The first defendant says that he helped build the linen closet and cupboards in the kitchen using materials moved from the original kitchen area and a second-hand kitchen that Jimi had purchased cheaply. He says that he also did the plumbing work that was required to relocate the kitchen and that he and the second defendant purchased materials for the new flooring in the hallway for approximately $300, which was installed by Jimi and the plaintiff. The first defendant estimates the costs of the material used in the alterations was no more than $5,000 and that the first and second defendants paid for some of the materials directly and in addition gave Jimi Bunning's gift cards totalling approximately $2,000.

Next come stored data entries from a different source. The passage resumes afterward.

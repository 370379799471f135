use std::cmp;
use std::io::Cursor;
use std::time::{Duration, SystemTime};

use headers::HeaderMapExt;
use http::{header, HeaderValue, Request, Response, StatusCode};
use xmltree::Element;

use crate::body::Body;
use crate::conditional::if_match_get_tokens;
use crate::davheaders::{self, DavTimeout, Depth};
use crate::davpath::DavPath;
use crate::davxml::{parse_lockinfo, prop_document};
use crate::fs::FsError;
use crate::ls::{DavLock, LockError};
use crate::xmltree_ext::ElementExt;
use crate::DavResult;

// Used when the client does not ask for a timeout.
const DEFAULT_TIMEOUT: Duration = Duration::from_secs(3600);
// Longest timeout we hand out, one week.
const MAX_TIMEOUT: Duration = Duration::from_secs(7 * 24 * 3600);

// `None` is a lock that never expires.
fn lock_timeout(req: &Request<()>) -> Option<Duration> {
    let first = req
        .headers()
        .typed_get::<davheaders::Timeout>()
        .and_then(|t| t.0.first().copied());
    match first {
        None => Some(DEFAULT_TIMEOUT),
        Some(DavTimeout::Infinite) => None,
        Some(DavTimeout::Seconds(n)) => Some(cmp::min(Duration::from_secs(n as u64), MAX_TIMEOUT)),
    }
}

fn is_empty_body(xmldata: &[u8]) -> bool {
    xmldata.iter().all(|b| b.is_ascii_whitespace())
}

impl crate::DavHandler {
    pub(crate) async fn handle_lock(
        &self,
        req: &Request<()>,
        xmldata: &[u8],
    ) -> DavResult<Response<Body>> {
        let mut path = self.path(req)?;

        // only depth 0 and infinity are defined for LOCK.
        let deep = match davheaders::typed_strict::<Depth>(req.headers())? {
            None | Some(Depth::Infinity) => true,
            Some(Depth::Zero) => false,
            Some(Depth::One) => return Err(StatusCode::BAD_REQUEST.into()),
        };
        let timeout = lock_timeout(req);

        let _guard = self.guards.lock(&[&path]).await;

        let mut res = Response::new(Body::empty());
        let meta = match self.fs.metadata(&path).await {
            Ok(meta) => {
                self.fixpath(&mut res, &mut path, &meta);
                Some(meta)
            }
            Err(FsError::NotFound) => None,
            Err(e) => return Err(e.into()),
        };

        let tokens = if_match_get_tokens(
            req,
            meta.as_ref(),
            &path,
            &self.prefix,
            &*self.fs,
            &*self.ls,
        )
        .await?;

        // No body means: refresh the lock named in the If: header.
        if is_empty_body(xmldata) {
            if meta.is_none() || tokens.is_empty() {
                return Err(StatusCode::BAD_REQUEST.into());
            }
            let mut refreshed = None;
            for token in &tokens {
                match self.ls.refresh(&path, token, timeout) {
                    Ok(lock) => {
                        refreshed = Some(lock);
                        break;
                    }
                    Err(LockError::NotFound) => continue,
                    Err(e) => return Err(e.into()),
                }
            }
            let lock = refreshed.ok_or(StatusCode::PRECONDITION_FAILED)?;
            debug!("LOCK {path}: refreshed {}", lock.token);
            return self.lock_response(res, &lock);
        }

        let info = parse_lockinfo(xmldata)?;
        let owner = info.owner.as_ref().map(|o| o.to_fragment()).transpose()?;
        let principal = self.principal.as_ref().map(|p| p.as_str());
        let lock = match self
            .ls
            .lock(&path, principal, owner, timeout, info.shared, deep)
        {
            Ok(lock) => lock,
            Err(LockError::Conflict(other)) => {
                debug!("LOCK {path}: conflicts with {} on {}", other.token, other.path);
                return Err(StatusCode::LOCKED.into());
            }
            Err(e) => return Err(e.into()),
        };

        // Locking an unmapped URL creates an empty resource.
        if meta.is_none() {
            let created = match self.fs.create(&path).await {
                Ok(w) => w.commit().await,
                Err(e) => Err(e),
            };
            if let Err(e) = created {
                debug!("LOCK {path}: cannot create: {e}");
                if let Err(e) = self.ls.unlock(&path, &lock.token) {
                    warn!("LOCK {path}: cannot drop lock {}: {e}", lock.token);
                }
                return Err(e.into());
            }
            *res.status_mut() = StatusCode::CREATED;
        }
        self.relax(&path).await;

        res.headers_mut()
            .typed_insert(davheaders::LockToken(lock.token.clone()));
        self.lock_response(res, &lock)
    }

    fn lock_response(&self, mut res: Response<Body>, lock: &DavLock) -> DavResult<Response<Body>> {
        let mut ld = Element::new2("D:lockdiscovery");
        ld.push_elem(self.build_lock_prop(lock));
        let body = prop_document(&ld)?;
        let h = res.headers_mut();
        h.insert(
            header::CONTENT_TYPE,
            HeaderValue::from_static("application/xml; charset=utf-8"),
        );
        h.typed_insert(headers::ContentLength(body.len() as u64));
        *res.body_mut() = Body::from(body);
        Ok(res)
    }

    pub(crate) async fn handle_unlock(&self, req: &Request<()>) -> DavResult<Response<Body>> {
        let path = self.path(req)?;
        let token = req
            .headers()
            .typed_get::<davheaders::LockToken>()
            .ok_or(StatusCode::BAD_REQUEST)?;

        let _guard = self.guards.lock(&[&path]).await;

        // a token that does not apply to this path is a 409.
        self.ls.unlock(&path, &token.0)?;
        debug!("UNLOCK {path}: released {}", token.0);
        self.relax(&path).await;

        let mut res = Response::new(Body::empty());
        res.headers_mut().typed_insert(headers::ContentLength(0));
        *res.status_mut() = StatusCode::NO_CONTENT;
        Ok(res)
    }

    /// DAV:lockdiscovery for a resource.
    pub(crate) fn list_lockdiscovery(&self, path: &DavPath) -> Element {
        let mut elem = Element::new2("D:lockdiscovery");
        for lock in self.ls.discover(path) {
            elem.push_elem(self.build_lock_prop(&lock));
        }
        elem
    }

    // <D:activelock>
    fn build_lock_prop(&self, lock: &DavLock) -> Element {
        let mut actlock = Element::new2("D:activelock");

        let mut elem = Element::new2("D:lockscope");
        elem.push_elem(match lock.shared {
            false => Element::new2("D:exclusive"),
            true => Element::new2("D:shared"),
        });
        actlock.push_elem(elem);

        let mut elem = Element::new2("D:locktype");
        elem.push_elem(Element::new2("D:write"));
        actlock.push_elem(elem);

        actlock.push_elem(
            Element::new2("D:depth").text(if lock.deep { "infinity" } else { "0" }),
        );

        if let Some(ref owner) = lock.owner {
            if let Ok(o) = Element::parse(Cursor::new(owner.as_bytes())) {
                actlock.push_elem(o);
            }
        }

        let timeout = match lock.timeout_at {
            Some(at) => {
                let left = at
                    .duration_since(SystemTime::now())
                    .unwrap_or(Duration::ZERO);
                format!("Second-{}", left.as_secs())
            }
            None => "Infinite".to_string(),
        };
        actlock.push_elem(Element::new2("D:timeout").text(timeout));

        let mut elem = Element::new2("D:locktoken");
        elem.push_elem(Element::new2("D:href").text(lock.token.clone()));
        actlock.push_elem(elem);

        let mut elem = Element::new2("D:lockroot");
        let root = format!(
            "{}{}",
            self.prefix.trim_end_matches('/'),
            lock.path.as_url_string()
        );
        elem.push_elem(Element::new2("D:href").text(root));
        actlock.push_elem(elem);

        actlock
    }
}

/// DAV:supportedlock, the same for every resource.
pub(crate) fn list_supportedlock() -> Element {
    let mut elem = Element::new2("D:supportedlock");
    for scope in ["D:exclusive", "D:shared"] {
        let mut entry = Element::new2("D:lockentry");
        let mut s = Element::new2("D:lockscope");
        s.push_elem(Element::new2(scope));
        entry.push_elem(s);
        let mut t = Element::new2("D:locktype");
        t.push_elem(Element::new2("D:write"));
        entry.push_elem(t);
        elem.push_elem(entry);
    }
    elem
}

The plaintiff says that in addition to the work described by the first and second defendants, she and Jimi opened the hallway and added a laundry which involved replacing the second toilet. She says they also moved a water tank, built a cubbyhouse with a sandcastle for the children, improved the garden and removed a greenhouse/shade area attached to the house. The plaintiff says that she and Jimi laid new carpets in the children's bedrooms and three of the five rooms were freshly painted. New blinds and curtains were installed in the rooms and Jimi installed new flooring in the dining and kitchen area. She and Jimi also added new downlights throughout the living areas and installed a new dishwasher and new locks and deadbolts to every external door. In addition, the lounge room was modernised with a fireplace for heating. The plaintiff estimates the overall cost to be in the order of $10,000 and says that the value of the Bunning's gift cards was $1,000, not $2,000.
The first and second defendants dispute some of the evidence given by the plaintiff. According to the first and second defendants, when they visited the property on or about 17 March 2010, none of the repairs and alterations which had been commenced were complete and the house looked in disrepair. It required painting, the floor coverings needed to be replaced and the cladding on the outside of the house needed to repaired and a couple of windows had been broken which required new glass. The first defendant says that he never saw evidence of new carpets in any part of the house or evidence of new flooring in the kitchen or dining room. In addition, he saw no evidence of new locks and deadbolts. According to him, the fireplace that had been installed was a second hand combustion fire which Jimi told him had been purchased for the sum of $50.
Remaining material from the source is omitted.